§ **The task**
Write out only the opening lines of the entries, through the line with "mod schema;".

═════ Provided information

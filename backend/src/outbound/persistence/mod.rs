//! PostgreSQL persistence adapters using Diesel ORM.
//!
//! Concrete implementations of the domain repository ports, backed by
//! PostgreSQL through `diesel-async` and `bb8` pooling.
//!
//! - **Thin adapters**: repositories translate between Diesel rows and domain
//!   types; no business rules live here.
//! - **Internal models**: row structs (`models.rs`) and table definitions
//!   (`schema.rs`) never leave this module.
//! - **Strongly typed errors**: every Diesel and pool failure is mapped to the
//!   port's own error enum.
//!
//! ```ignore
//! use encore::outbound::persistence::{DbPool, DieselUserRepository, PoolConfig};
//!
//! let pool = DbPool::new(PoolConfig::new("postgres://localhost/encore")).await?;
//! let users = DieselUserRepository::new(pool);
//! ```

mod diesel_basic_error_mapping;
mod diesel_booking_repository;
mod diesel_content_repository;
mod diesel_favorite_repository;
mod diesel_helpers;
mod diesel_message_repository;
mod diesel_payment_repository;
mod diesel_profile_repository;
mod diesel_user_repository;
mod migrations;
mod models;
mod pool;
mod schema;

pub use diesel_booking_repository::DieselBookingRepository;
pub use diesel_content_repository::DieselContentRepository;
pub use diesel_favorite_repository::DieselFavoriteRepository;
pub use diesel_message_repository::DieselMessageRepository;
pub use diesel_payment_repository::DieselPaymentRepository;
pub use diesel_profile_repository::DieselProfileRepository;
pub use diesel_user_repository::DieselUserRepository;
pub use migrations::{MigrationError, run_migrations};
pub use pool::{DbPool, PoolConfig, PoolError};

══════════

§ **Task solution**
filename backend/src/outbound/persistence/mod.rs
//! PostgreSQL persistence adapters using Diesel ORM.
//!
//! Concrete implementations of the domain repository ports, backed by
//! PostgreSQL through `diesel-async` and `bb8` pooling.
//!
//! - **Thin adapters**: repositories translate between Diesel rows and domain
//!   types; no business rules live here.
//! - **Internal models**: row structs (`models.rs`) and table definitions
//!   (`schema.rs`) never leave this module.
//! - **Strongly typed errors**: every Diesel and pool failure is mapped to the
//!   port's own error enum.
//!
//! ```ignore
//! use encore::outbound::persistence::{DbPool, DieselUserRepository, PoolConfig};
//!
//! let pool = DbPool::new(PoolConfig::new("postgres://localhost/encore")).await?;
//! let users = DieselUserRepository::new(pool);
//! ```

mod diesel_basic_error_mapping;
mod diesel_booking_repository;
mod diesel_content_repository;
mod diesel_favorite_repository;
mod diesel_helpers;
mod diesel_message_repository;
mod diesel_payment_repository;
mod diesel_profile_repository;
mod diesel_user_repository;
mod migrations;
mod models;
mod pool;
mod schema;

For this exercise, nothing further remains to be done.